В воде отражались фигуры, сидящие на берегу.
Эту картину хозяин мастерской изготовил из двух кусков грубой, рыхлой мешковины.
Каждый кусок был размером полтора на два метра. Сшив их сторонами в два метра - получился холст размером в два на три метра.Был изготовлен по размеру подрамник, на который и был натянут холст, используя для этого приспособления, облегчающие этот трудоёмкий процесс.
Затем холст был тщательно загрунтован и оставлен для просушки.
Картина писалась в течении трёх месяцев.
Разумеется, что такого большого размера картина ни в какие двери не пройдёт.
Это было ясно с самого начала. Картина была предусмотрена к снятию с подрамника.
Барабан, на который будет навёрнут холст, был изготовлен и ждал своего часа.
 
Ехать он собирался на курорт, поэтому ему и понадобился чемодан.

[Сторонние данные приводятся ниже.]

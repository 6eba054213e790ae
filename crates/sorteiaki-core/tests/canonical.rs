use serde_json::json;
use sorteiaki_core::{canonical, sha256, sha256_hex};

#[test]
fn equal_records_digest_equally_regardless_of_key_order() {
    let a = json!({"verification_hash": "SAK-00000001", "id": "res-1"});
    let b = json!({"id": "res-1", "verification_hash": "SAK-00000001"});
    assert_eq!(
        canonical::canonical_json_bytes(&a).expect("a"),
        canonical::canonical_json_bytes(&b).expect("b")
    );
    assert_eq!(
        canonical::canonical_digest(&a).expect("a"),
        canonical::canonical_digest(&b).expect("b")
    );
}

#[test]
fn sha256_matches_known_vector() {
    assert_eq!(
        sha256_hex(b"abc"),
        "ba7816bf8f01cfea414140de5dae2223b00361a396177a9cb410ff61f20015ad"
    );
    assert_eq!(sha256(b"abc").to_string(), sha256_hex(b"abc"));
    assert_eq!(sha256(b"").as_bytes()[0], 0xe3);
}

#[test]
fn digest_hex_has_fixed_width() {
    let hex = canonical::canonical_digest_hex(&json!({"winners": []})).expect("digest");
    assert_eq!(hex.len(), canonical::DIGEST_HEX_LEN);
    assert!(hex.chars().all(|c| c.is_ascii_hexdigit() && !c.is_ascii_uppercase()));
}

Курорт по линии АОК был любезно предоставлен почему-то только ему одному,хотя требование от врача ортопеда было и на его супругу, которая у него, лет пять тому назад, оперировалась на колено.
А мотивировался отказ тем, что недостаточно было использовано приёмов и средств для лечения на месте.
То есть, мало было назначений врача на лечебную гимнастику, на массажи, на ещё и ещё какие-то процедуры.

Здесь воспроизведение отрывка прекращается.